Exercise requirements:
Among the entries below, tally each line containing "const"; respond with the total only.

Stored items:
+--

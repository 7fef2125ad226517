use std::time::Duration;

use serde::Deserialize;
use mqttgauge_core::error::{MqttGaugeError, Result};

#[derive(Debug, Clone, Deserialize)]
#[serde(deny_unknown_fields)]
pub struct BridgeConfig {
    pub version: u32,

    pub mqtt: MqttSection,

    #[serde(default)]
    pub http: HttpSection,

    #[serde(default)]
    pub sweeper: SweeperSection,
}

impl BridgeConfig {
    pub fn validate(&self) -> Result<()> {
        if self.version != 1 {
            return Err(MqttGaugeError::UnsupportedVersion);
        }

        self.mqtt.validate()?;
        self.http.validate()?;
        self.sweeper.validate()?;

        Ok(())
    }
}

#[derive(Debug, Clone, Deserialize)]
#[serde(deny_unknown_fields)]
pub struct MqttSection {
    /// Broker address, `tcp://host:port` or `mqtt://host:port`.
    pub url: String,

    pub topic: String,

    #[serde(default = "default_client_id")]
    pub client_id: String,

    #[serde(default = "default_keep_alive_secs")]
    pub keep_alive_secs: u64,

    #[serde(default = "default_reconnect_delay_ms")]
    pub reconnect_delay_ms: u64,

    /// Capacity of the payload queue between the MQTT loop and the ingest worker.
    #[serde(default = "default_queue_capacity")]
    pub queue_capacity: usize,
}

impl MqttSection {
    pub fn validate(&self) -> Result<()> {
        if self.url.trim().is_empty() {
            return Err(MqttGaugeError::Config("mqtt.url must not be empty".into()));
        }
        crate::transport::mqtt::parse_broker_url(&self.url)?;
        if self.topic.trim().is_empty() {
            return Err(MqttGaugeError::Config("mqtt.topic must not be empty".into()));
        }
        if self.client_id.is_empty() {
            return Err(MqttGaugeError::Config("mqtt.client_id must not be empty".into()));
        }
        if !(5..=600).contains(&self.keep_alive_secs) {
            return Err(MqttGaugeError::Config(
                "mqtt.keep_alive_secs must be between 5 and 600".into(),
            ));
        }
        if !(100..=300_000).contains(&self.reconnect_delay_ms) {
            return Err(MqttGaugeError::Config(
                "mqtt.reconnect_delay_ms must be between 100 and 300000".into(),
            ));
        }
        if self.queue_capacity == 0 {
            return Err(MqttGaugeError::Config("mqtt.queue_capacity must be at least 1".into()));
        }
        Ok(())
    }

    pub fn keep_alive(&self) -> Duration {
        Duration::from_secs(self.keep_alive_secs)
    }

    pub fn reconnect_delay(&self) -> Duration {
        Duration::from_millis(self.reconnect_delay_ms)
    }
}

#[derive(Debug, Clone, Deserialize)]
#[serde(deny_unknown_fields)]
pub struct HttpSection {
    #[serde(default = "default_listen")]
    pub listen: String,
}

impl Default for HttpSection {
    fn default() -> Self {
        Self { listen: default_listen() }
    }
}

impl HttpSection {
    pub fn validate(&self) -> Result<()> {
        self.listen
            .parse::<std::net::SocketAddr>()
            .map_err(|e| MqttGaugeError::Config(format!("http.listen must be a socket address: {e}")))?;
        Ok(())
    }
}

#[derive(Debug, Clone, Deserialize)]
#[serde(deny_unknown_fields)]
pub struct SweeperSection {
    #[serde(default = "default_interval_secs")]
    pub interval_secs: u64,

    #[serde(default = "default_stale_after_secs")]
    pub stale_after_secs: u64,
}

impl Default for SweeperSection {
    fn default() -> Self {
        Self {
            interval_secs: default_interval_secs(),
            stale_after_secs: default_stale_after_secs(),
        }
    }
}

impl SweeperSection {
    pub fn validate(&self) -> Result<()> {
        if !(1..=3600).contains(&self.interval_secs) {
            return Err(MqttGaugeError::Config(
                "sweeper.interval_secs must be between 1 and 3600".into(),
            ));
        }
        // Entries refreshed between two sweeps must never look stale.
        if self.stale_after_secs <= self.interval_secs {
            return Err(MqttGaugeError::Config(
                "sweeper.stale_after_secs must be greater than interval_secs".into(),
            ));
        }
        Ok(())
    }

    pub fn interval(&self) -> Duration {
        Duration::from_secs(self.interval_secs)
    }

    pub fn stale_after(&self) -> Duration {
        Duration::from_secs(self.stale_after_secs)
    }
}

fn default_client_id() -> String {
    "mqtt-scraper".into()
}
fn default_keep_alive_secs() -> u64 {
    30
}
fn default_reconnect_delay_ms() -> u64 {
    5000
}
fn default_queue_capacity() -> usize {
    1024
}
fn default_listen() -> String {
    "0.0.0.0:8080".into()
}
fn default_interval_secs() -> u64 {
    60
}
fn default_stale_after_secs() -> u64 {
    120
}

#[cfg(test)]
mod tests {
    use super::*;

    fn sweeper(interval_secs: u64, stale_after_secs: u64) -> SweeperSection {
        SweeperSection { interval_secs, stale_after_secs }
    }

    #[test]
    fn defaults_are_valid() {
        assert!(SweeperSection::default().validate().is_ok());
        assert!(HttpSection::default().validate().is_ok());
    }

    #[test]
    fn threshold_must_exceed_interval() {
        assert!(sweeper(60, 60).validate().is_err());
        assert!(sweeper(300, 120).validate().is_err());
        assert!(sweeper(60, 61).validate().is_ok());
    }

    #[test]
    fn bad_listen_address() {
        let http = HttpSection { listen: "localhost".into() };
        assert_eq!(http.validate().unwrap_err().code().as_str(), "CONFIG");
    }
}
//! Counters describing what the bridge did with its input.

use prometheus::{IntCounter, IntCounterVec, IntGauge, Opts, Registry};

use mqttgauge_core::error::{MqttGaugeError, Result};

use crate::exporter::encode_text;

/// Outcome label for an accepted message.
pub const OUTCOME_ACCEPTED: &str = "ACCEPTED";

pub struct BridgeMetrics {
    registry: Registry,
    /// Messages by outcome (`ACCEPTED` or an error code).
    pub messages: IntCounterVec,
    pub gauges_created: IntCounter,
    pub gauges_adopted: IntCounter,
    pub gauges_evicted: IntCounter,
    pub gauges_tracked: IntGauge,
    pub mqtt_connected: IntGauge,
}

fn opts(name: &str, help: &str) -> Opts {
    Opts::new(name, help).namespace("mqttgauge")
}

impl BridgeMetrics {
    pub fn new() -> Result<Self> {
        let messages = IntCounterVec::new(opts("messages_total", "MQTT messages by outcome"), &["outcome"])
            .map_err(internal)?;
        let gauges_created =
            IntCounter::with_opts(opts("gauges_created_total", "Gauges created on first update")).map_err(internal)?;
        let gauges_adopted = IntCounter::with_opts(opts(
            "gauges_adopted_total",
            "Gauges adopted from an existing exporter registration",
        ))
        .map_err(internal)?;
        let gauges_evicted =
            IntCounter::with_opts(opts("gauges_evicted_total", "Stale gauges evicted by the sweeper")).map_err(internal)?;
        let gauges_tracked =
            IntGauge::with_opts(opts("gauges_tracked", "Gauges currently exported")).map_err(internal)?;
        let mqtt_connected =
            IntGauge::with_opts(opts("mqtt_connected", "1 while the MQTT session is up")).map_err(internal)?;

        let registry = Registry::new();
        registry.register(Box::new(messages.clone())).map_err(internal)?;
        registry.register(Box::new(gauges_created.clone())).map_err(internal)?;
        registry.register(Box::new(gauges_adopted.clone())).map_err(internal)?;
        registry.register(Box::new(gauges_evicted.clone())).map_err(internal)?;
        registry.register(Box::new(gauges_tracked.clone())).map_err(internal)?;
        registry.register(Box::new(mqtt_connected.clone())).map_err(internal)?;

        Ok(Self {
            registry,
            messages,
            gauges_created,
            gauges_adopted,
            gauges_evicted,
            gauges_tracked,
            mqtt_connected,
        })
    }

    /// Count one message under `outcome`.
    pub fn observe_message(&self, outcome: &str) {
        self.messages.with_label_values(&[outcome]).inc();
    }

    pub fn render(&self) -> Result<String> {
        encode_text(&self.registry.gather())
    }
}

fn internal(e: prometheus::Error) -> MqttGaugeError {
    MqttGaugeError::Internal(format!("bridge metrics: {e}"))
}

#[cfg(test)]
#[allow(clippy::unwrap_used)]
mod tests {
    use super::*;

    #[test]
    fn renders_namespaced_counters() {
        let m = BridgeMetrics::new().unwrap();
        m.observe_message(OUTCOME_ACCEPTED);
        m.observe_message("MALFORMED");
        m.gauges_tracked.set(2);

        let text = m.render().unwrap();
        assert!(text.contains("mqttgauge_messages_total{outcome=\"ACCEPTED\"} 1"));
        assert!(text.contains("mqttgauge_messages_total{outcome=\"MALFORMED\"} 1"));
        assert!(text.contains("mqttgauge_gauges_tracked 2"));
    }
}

+--

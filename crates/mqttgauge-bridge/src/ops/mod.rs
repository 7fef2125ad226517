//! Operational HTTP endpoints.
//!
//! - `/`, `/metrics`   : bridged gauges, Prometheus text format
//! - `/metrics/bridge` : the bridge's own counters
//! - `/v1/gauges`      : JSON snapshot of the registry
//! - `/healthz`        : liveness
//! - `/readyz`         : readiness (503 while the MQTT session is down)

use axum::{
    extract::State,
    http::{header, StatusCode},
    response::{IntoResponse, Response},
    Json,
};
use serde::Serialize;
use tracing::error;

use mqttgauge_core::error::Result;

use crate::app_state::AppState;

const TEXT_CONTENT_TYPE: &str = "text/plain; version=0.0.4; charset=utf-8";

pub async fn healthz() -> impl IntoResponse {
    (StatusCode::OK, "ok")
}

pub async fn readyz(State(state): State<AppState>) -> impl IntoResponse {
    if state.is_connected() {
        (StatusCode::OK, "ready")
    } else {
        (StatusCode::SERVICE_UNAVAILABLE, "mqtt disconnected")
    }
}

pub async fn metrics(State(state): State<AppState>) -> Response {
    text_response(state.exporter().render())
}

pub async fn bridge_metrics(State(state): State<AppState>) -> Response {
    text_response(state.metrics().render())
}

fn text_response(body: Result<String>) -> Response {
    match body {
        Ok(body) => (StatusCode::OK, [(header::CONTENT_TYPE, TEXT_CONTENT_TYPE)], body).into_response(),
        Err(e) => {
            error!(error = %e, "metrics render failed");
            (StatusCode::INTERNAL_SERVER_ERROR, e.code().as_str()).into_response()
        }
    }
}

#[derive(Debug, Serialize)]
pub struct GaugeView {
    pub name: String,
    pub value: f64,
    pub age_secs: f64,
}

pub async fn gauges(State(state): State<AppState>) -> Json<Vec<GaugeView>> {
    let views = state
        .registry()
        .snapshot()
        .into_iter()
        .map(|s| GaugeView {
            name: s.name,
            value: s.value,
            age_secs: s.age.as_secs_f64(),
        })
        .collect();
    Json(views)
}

+--

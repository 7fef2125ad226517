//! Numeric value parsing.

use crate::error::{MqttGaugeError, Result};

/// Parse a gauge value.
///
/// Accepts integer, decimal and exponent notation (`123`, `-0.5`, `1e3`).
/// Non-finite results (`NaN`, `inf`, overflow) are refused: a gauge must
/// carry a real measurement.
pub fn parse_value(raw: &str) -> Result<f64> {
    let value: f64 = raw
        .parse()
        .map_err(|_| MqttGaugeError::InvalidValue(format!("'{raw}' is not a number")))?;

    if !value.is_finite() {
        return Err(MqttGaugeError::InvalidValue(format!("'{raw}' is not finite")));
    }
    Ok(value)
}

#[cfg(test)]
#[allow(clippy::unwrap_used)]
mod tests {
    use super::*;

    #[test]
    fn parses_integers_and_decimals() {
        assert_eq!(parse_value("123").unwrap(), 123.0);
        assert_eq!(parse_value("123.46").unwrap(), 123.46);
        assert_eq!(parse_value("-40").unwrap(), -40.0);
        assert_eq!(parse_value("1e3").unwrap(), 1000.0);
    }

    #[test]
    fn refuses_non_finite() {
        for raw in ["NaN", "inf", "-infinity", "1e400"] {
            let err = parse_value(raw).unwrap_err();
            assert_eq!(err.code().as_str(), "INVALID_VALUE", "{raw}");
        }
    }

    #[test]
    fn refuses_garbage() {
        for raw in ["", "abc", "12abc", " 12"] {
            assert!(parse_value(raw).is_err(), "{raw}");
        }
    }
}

+--

Exercise answer:
2